To accompany your viewing of the Ronde, here is Cycle Sport’s essential tactical for the race…

1. Watch out for craters

The roads in Belgium are in a right state. They weren’t brilliant to begin with – the construction method leaves an almost-tyre’s-width of gap between the two sides of the road, which can knock a rider off balance. But three extremely cold winters have caused some world championship-standard potholes.

Most are concentrated in the middle – widening that gap – and edge of the road, but there are enough that there are going to be crashes.

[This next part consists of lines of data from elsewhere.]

//! Filesystem and settings fixtures.

use std::path::{Path, PathBuf};

use anyhow::Result;
use uplink_config::{RetrySettings, UploadSettings};
use uplink_core::{ChatKind, ChatRef, MessageRef};

/// Write `len` bytes into `dir/name`, creating parent directories.
///
/// # Errors
///
/// Returns an error if the file cannot be written.
pub fn write_file(dir: &Path, name: &str, len: usize) -> Result<PathBuf> {
    let path = dir.join(name);
    if let Some(parent) = path.parent() {
        std::fs::create_dir_all(parent)?;
    }
    std::fs::write(&path, vec![b'x'; len])?;
    Ok(path)
}

/// Supergroup chat with the given id.
#[must_use]
pub const fn supergroup(id: i64) -> ChatRef {
    ChatRef::new(id, ChatKind::Supergroup)
}

/// Broadcast channel with the given id.
#[must_use]
pub const fn channel(id: i64) -> ChatRef {
    ChatRef::new(id, ChatKind::Channel)
}

/// Command message a job replies to.
#[must_use]
pub const fn origin_in(chat: ChatRef, id: i64) -> MessageRef {
    MessageRef { chat, id }
}

/// Settings with no pacing, immediate retries and thumbnails under `scratch`.
#[must_use]
pub fn fast_settings(scratch: &Path) -> UploadSettings {
    UploadSettings {
        thumbnail_dir: scratch.join("thumbnails"),
        pacing_ms: 0,
        retry: RetrySettings::immediate(3),
        ..UploadSettings::default()
    }
}
#![forbid(unsafe_code)]
#![warn(missing_docs, unreachable_pub)]

//! Shared test helpers used across integration suites.
//! Layout: transport.rs (recording transport), mocks.rs (fake collaborators), fixtures.rs (files and settings).

pub mod fixtures;
pub mod mocks;
pub mod transport;

pub use fixtures::{channel, fast_settings, origin_in, supergroup, write_file};
pub use mocks::{
    FakeDirectory, FakeMarkup, FakeNormalizer, FakeProbe, FakeThumbnailer, ListenerEvent,
    RecordingListener,
};
pub use transport::{Call, FakeTransport, Failure, Op, UploadCall};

We noticed last year that random crashes were happening in the second half of the peloton when the race started approaching the hellingen. At best, crashes result in a fatiguing chase back to the peloton – in a Classic of this length, every extra effort costs. At worst, team leaders lose valuable team-mates.

2. The weather forecast
Yesterday’s Ronde sportive was run in warm conditions, although there was a strong westerly breeze. Today’s forecast is for the wind to drop, but it does look like it’s going to rain.

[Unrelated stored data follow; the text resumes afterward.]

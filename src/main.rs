use std::fs;
use std::path::PathBuf;

use clap::Parser;
use clap::Subcommand;
use miette::IntoDiagnostic;
use miette::WrapErr;
use mython::{LexError, Lexer, Token};

#[derive(Parser, Debug)]
#[command(version, about = "Tools for mython source files")]
struct Args {
    #[command(subcommand)]
    command: Commands,
}

#[derive(Debug, Subcommand)]
enum Commands {
    /// Print the token stream of a source file, one token per line.
    Tokenize { filename: PathBuf },
}

/// Installs a log subscriber, but only when `RUST_LOG` asks for one.
fn init_tracing() {
    use tracing_subscriber::{EnvFilter, fmt, prelude::*};

    if std::env::var("RUST_LOG").is_ok() {
        tracing_subscriber::registry()
            .with(fmt::layer().with_writer(std::io::stderr).with_target(true))
            .with(EnvFilter::from_default_env())
            .init();
    }
}

fn lex_failure(e: LexError) -> ! {
    eprintln!("[line {}] Error: {e}", e.line());
    eprintln!("{:?}", miette::Report::new(e));
    std::process::exit(65);
}

fn main() -> miette::Result<()> {
    init_tracing();
    let args = Args::parse();

    match args.command {
        Commands::Tokenize { filename } => {
            let file_contents = fs::read_to_string(&filename)
                .into_diagnostic()
                .wrap_err_with(|| format!("reading `{}` failed", filename.display()))?;

            let lexer = Lexer::new(filename.to_str(), &file_contents)
                .unwrap_or_else(|e| lex_failure(e));
            for token in lexer {
                match token {
                    Ok(token) => println!("{token}"),
                    Err(e) => lex_failure(e),
                }
            }
            println!("{}", Token::Eof);
        }
    }
    Ok(())
}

Wind is the biggest factor in the Tour of Flanders – a lot of the terrain is very exposed. Not only that, but through the hills, the road switches north and south as the route zigzags. Riders have to be constantly aware of their bearings, and know which side of the peloton to be on to be protected from the wind. For the moment, it doesn’t look windy, but if it does get gusty, the selections will take place a lot sooner.

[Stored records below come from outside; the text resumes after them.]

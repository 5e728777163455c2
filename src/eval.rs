use std::{io::Write, rc::Rc};

use tracing::debug;

use crate::runtime::{
    self, ADD_METHOD, Class, Closure, Context, ExecResult, Executable, Flow, Method, Object,
    ObjectHolder, RuntimeError,
};

/// Unwraps a normal result, or hands an early return straight to the caller.
macro_rules! propagate {
    ($flow:expr) => {
        match $flow? {
            Flow::Normal(value) => value,
            Flow::Return(value) => return Ok(Flow::Return(value)),
        }
    };
}

#[derive(Debug, Clone, Copy, PartialEq, Eq)]
pub enum Comparator {
    Equal,
    NotEqual,
    Less,
    Greater,
    LessOrEqual,
    GreaterOrEqual,
}

impl Comparator {
    pub fn apply(
        self,
        lhs: &ObjectHolder,
        rhs: &ObjectHolder,
        context: &mut dyn Context,
    ) -> Result<bool, RuntimeError> {
        match self {
            Comparator::Equal => runtime::equal(lhs, rhs, context),
            Comparator::NotEqual => runtime::not_equal(lhs, rhs, context),
            Comparator::Less => runtime::less(lhs, rhs, context),
            Comparator::Greater => runtime::greater(lhs, rhs, context),
            Comparator::LessOrEqual => runtime::less_or_equal(lhs, rhs, context),
            Comparator::GreaterOrEqual => runtime::greater_or_equal(lhs, rhs, context),
        }
    }
}

#[derive(Debug, Clone, Copy, PartialEq, Eq)]
pub enum ArithmeticOp {
    Add,
    Sub,
    Mult,
    Div,
}

impl ArithmeticOp {
    fn symbol(self) -> &'static str {
        match self {
            ArithmeticOp::Add => "+",
            ArithmeticOp::Sub => "-",
            ArithmeticOp::Mult => "*",
            ArithmeticOp::Div => "/",
        }
    }

    fn numbers(self, lhs: i32, rhs: i32) -> Result<i32, RuntimeError> {
        let result = match self {
            ArithmeticOp::Add => lhs.checked_add(rhs),
            ArithmeticOp::Sub => lhs.checked_sub(rhs),
            ArithmeticOp::Mult => lhs.checked_mul(rhs),
            ArithmeticOp::Div => {
                if rhs == 0 {
                    return Err(RuntimeError::DivisionByZero);
                }
                lhs.checked_div(rhs)
            }
        };
        result.ok_or(RuntimeError::IntegerOverflow {
            operation: self.symbol(),
        })
    }

    pub fn apply(
        self,
        lhs: &ObjectHolder,
        rhs: &ObjectHolder,
        context: &mut dyn Context,
    ) -> Result<ObjectHolder, RuntimeError> {
        let (l, r) = (lhs.get(), rhs.get());
        match (self, l.as_deref(), r.as_deref()) {
            (op, Some(Object::Number(a)), Some(Object::Number(b))) => {
                op.numbers(*a, *b).map(ObjectHolder::number)
            }
            (ArithmeticOp::Add, Some(Object::String(a)), Some(Object::String(b))) => {
                Ok(ObjectHolder::string(format!("{a}{b}")))
            }
            (ArithmeticOp::Add, Some(Object::Instance(instance)), _)
                if instance.has_method(ADD_METHOD, 1) =>
            {
                lhs.call(ADD_METHOD, vec![rhs.clone()], context)
            }
            _ => Err(RuntimeError::UnsupportedOperands {
                operation: self.symbol(),
                lhs: lhs.kind(),
                rhs: rhs.kind(),
            }),
        }
    }
}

The rain will make the cobbled hills extremely complicated. The Koppenberg is all but unclimbable in the wet, save for the first dozen, maybe 20 riders through. The Molenberg is tricky in the wet, and given that this was where last year’s winning move went, everybody is going to be trying to climb it in first position – the fight to the bottom is going to be a big one.

Later climbs aren’t so affected by rain – groups are smaller, so the only complication is fatigue.

3. Crucial climbs
It’s not steep, but it’s very long compared to the others. Watch for the strong teams really hitting the race hard here, not for the favourites to beat each other, but to eliminate as many from the back of the race as possible.

It’s followed by one of the best wide-angle shots in cycling television coverage – the top of the climb hits the N36 – a wide, smooth road which really shows the damage the climb has done. There’ll be a front group of 20 or 30, while behind, successive groups of riders are killing themselves to get on. Watch who is looking easy in that front group – it’s a real form indicator for later on.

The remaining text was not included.